Entretanto a Lucília, minha mãe, visita-me em Caxias. A primeira visita, com a futura cara-metade, ainda sem casamento. Eu consigo mandar cá para fora que ela fez questão de manter a data do casamento: «Estejas cá o tempo que estiveres». Mandei uma procuração para o pai dela e o casamente efetuou-se a 28. Antes disso a minha mãe foi-me visitar. Então a Lucília, minha mãe, que era uma mulher que me deu uma força extraordinária, vira-se para mim e diz-me: «Olha…» - no parlatório, o vidro até acima, o clássico que é conhecido, ela de um lado com um agente da PIDE, eu deste lado com um guarda prisional - e a Lucília só me diz «… olha meu filho, eu sei do que é que te acusam. Espero que seja mentira, que é maneira de saíres daqui mais depressa, mas se for verdade tenho-te a dizer que tenho muito orgulho em ti. Se foi essa a tua opção é porque achaste que era a mais correta. E digo-te mais: lá em casa choro muito por ti, choro mesmo muito. Aqui, diante deles, não hão de ver uma lágrima a correr pela cara abaixo». Aí o PIDE interveio e disse: «Ó minha senhora, nós aqui não tratamos mal ninguém». E a Lucília, que era uma transmontana de pelo na venta, vira-se para ele e diz: «Cale-se! Não seja malcriado. Não se interrompe uma senhora da minha idade quando está a falar com o filho». [Risos] Pronto e a visita terminou ali, é claro.
Entretanto sou colocado com mais gente: com o Fernando Sabrosa, angolano, filho de pais portugueses; com um moço do meu processo, o Mota Barbosa; e com o Bruto da Costa, filho do Juiz da Relação de Lisboa.
O Mota Barbosa foi muito maltratado, coitado, e precisava de comprimidos para adormecer, Deram-lhe logo uns comprimidos que eram uma estupidez, deram-lhe barbitúricos. O Mota Barbosa, perturbado mentalmente como estava, tomou-os todos de uma vez. Eu de manhã levantei-me, havia o conto matinal dos presos e eu disse: «O Doutor Barbosa passou mal a noite, está aqui a dormir ainda, mas ele está aqui». Quando o destapo vejo que está enviusado. Estava em choque profundo. É claro, bateu-se para a cela ao lado - uma pessoa até aprendeu morse, para bater - o que se estava a passar, que tinha visitas, para avisarem que estava em risco de vida. Tiraram-no [para] a enfermaria ao fim da manhã, esteve na enfermaria até à tarde, até ser mandado para o Santa Maria, para uma Unidade de Cuidados Intensivos [onde] recuperou.

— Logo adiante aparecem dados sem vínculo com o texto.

use async_graphql::SimpleObject;
use protocol_macros::{GraphQLEntity, GraphQLOperations, GraphQLRelations};
use serde::{Deserialize, Serialize};

use crate::graphql::scalars::Timestamp;

#[derive(
    GraphQLEntity,
    GraphQLRelations,
    GraphQLOperations,
    SimpleObject,
    Clone,
    Debug,
    Serialize,
    Deserialize,
)]
#[graphql(name = "TwitterTweet", complex, rename_fields = "snake_case")]
#[graphql_entity(table = "twitter_tweet", plural = "TwitterTweets")]
#[relation(name = "twitter_user", target = "TwitterUser", belongs_to = "twitter_user_id")]
#[relation(
    name = "twitter_tweet_contributions",
    target = "TwitterTweetContribution",
    has_many = "twitter_tweet_id"
)]
pub struct TwitterTweet {
    #[primary_key]
    pub id: i32,

    #[unique]
    pub twitter_tweet_id: String,

    pub text: String,

    #[foreign_key(table = "twitter_user", on_delete = "SET NULL")]
    pub twitter_user_id: Option<i32>,

    #[graphql(name = "createdAt")]
    pub created_at: Timestamp,

    #[graphql(name = "updatedAt")]
    pub updated_at: Timestamp,
}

O Chico Bruto da Costa, com 19 anos, coitado, teve uma crise de violência contra tudo e contra todos e quase que também contra mim que estava ali ao lado. E é retirado. Eu entretanto no recreio, que era um espaço pequeno, caí e fiz uma rutura de ligamentos e fui para a prisão-hospital também - onde me volto a encontrar com o Chico Bruto da Costa, com o Mota Barbosa. [Risos] Então esse período, para mim, de estadia na prisão-hospital foi notável, porque contactei com gente presa há muitos anos. Gente que eu iria esperar que fossem pessoas duras, pessoas causticadas, revoltadas pela vida e afinal não. Afinal enquadravam-se perfeitamente na célebre frase do Che Guevara: «Hay que endurecerse, pero sin perder la ternura». Gente de uma solidariedade. Camaradas com uma força interior, determinação naquilo que queriam, que tinham lutado e combatido e iriam continuar fossem quais fossem as condições. Então há três nomes que para mim foram fundamentais: o Domingos Abrantes, o Ilídio Esteves e o Zé Carlos Corticeiro. O Zé Carlos Corticeiro, com uma insuficiência respiratória muito grande. Foram fundamentais para mim. Se eu entrei lá recém filiado no PCP, saí de lá PCP da cabeça até aos pés e com uma determinação e com uma vontade de fazer e de lutar muito maior graças a eles. Gente, de facto, fora de série.
As condições na prisão-hospital eram diferentes. Havia uma ala para presos políticos e o diretor da prisão-hospital era o Doutor Meira, que permitia condições sem pôr em risco a segurança. Estarmos ali presos, mas com relacionamentos. As famílias iam para uma salinha. Tínhamos uma escala que iam servir café e chá às famílias. Um relacionamento mais aproximado possível de interação e de convívio social. Entretanto eu tinha que fazer fisioterapia, por causa do problema do meu joelho e aproximou-me o tempo de ir para o Porto, porque Coimbra era da competência territorial do plenário do Porto, os crimes de que eramos acusados tinham-se processado em Coimbra. E eu vou para a PIDE do Porto.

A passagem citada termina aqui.